• **Activity**: Please print the data shown below without any alteration.

######

//! Log processing for logmerge
//!
//! This crate turns a tree of log files into one ordered, highlighted
//! stream: timestamp normalization, per-component line parsing, component
//! matching, collection, chronological merging, filtering and highlighting.

mod collector;
mod config;
mod error;
mod filter;
mod highlight;
mod matcher;
mod merge;
mod parser;
mod timestamp;

pub use collector::{CollectStats, Collection, RecordCollector, SourceFile};
pub use config::{CompiledComponent, PatternSet, TIMESTAMP_FIELD};
pub use error::{LogError, Result};
pub use filter::CompiledFilter;
pub use highlight::{CompiledGroup, CompiledRule, highlight};
pub use matcher::ComponentMatcher;
pub use merge::merge;
pub use parser::{LineParser, ParsedLine};
pub use timestamp::{TimestampNormalizer, parse_offset};

// Re-export types used in our public API
pub use logmerge_types::{LogRecord, StyledText};
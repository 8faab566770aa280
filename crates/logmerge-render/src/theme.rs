use ratatui::style::{Modifier, Style};

/// Color theme for rendered output
pub struct Theme;

impl Theme {
    /// `timestamp store/controller component: ` prefix
    pub fn header() -> Style {
        Style::default().add_modifier(Modifier::BOLD)
    }

    /// Message text no rule has touched
    pub fn text() -> Style {
        Style::default()
    }
}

######

• **Result of this exercise**:
//! Log processing for logmerge
//!
//! This crate turns a tree of log files into one ordered, highlighted
//! stream: timestamp normalization, per-component line parsing, component
//! matching, collection, chronological merging, filtering and highlighting.

mod collector;
mod config;
mod error;
mod filter;
mod highlight;
mod matcher;
mod merge;
mod parser;
mod timestamp;

pub use collector::{CollectStats, Collection, RecordCollector, SourceFile};
pub use config::{CompiledComponent, PatternSet, TIMESTAMP_FIELD};
pub use error::{LogError, Result};
pub use filter::CompiledFilter;
pub use highlight::{CompiledGroup, CompiledRule, highlight};
pub use matcher::ComponentMatcher;
pub use merge::merge;
pub use parser::{LineParser, ParsedLine};
pub use timestamp::{TimestampNormalizer, parse_offset};

// Re-export types used in our public API
pub use logmerge_types::{LogRecord, StyledText};
repository 8faab566770aa280
filename crates/logmerge-render/src/theme.rs
use ratatui::style::{Modifier, Style};

/// Color theme for rendered output
pub struct Theme;

impl Theme {
    /// `timestamp store/controller component: ` prefix
    pub fn header() -> Style {
        Style::default().add_modifier(Modifier::BOLD)
    }

    /// Message text no rule has touched
    pub fn text() -> Style {
        Style::default()
    }
}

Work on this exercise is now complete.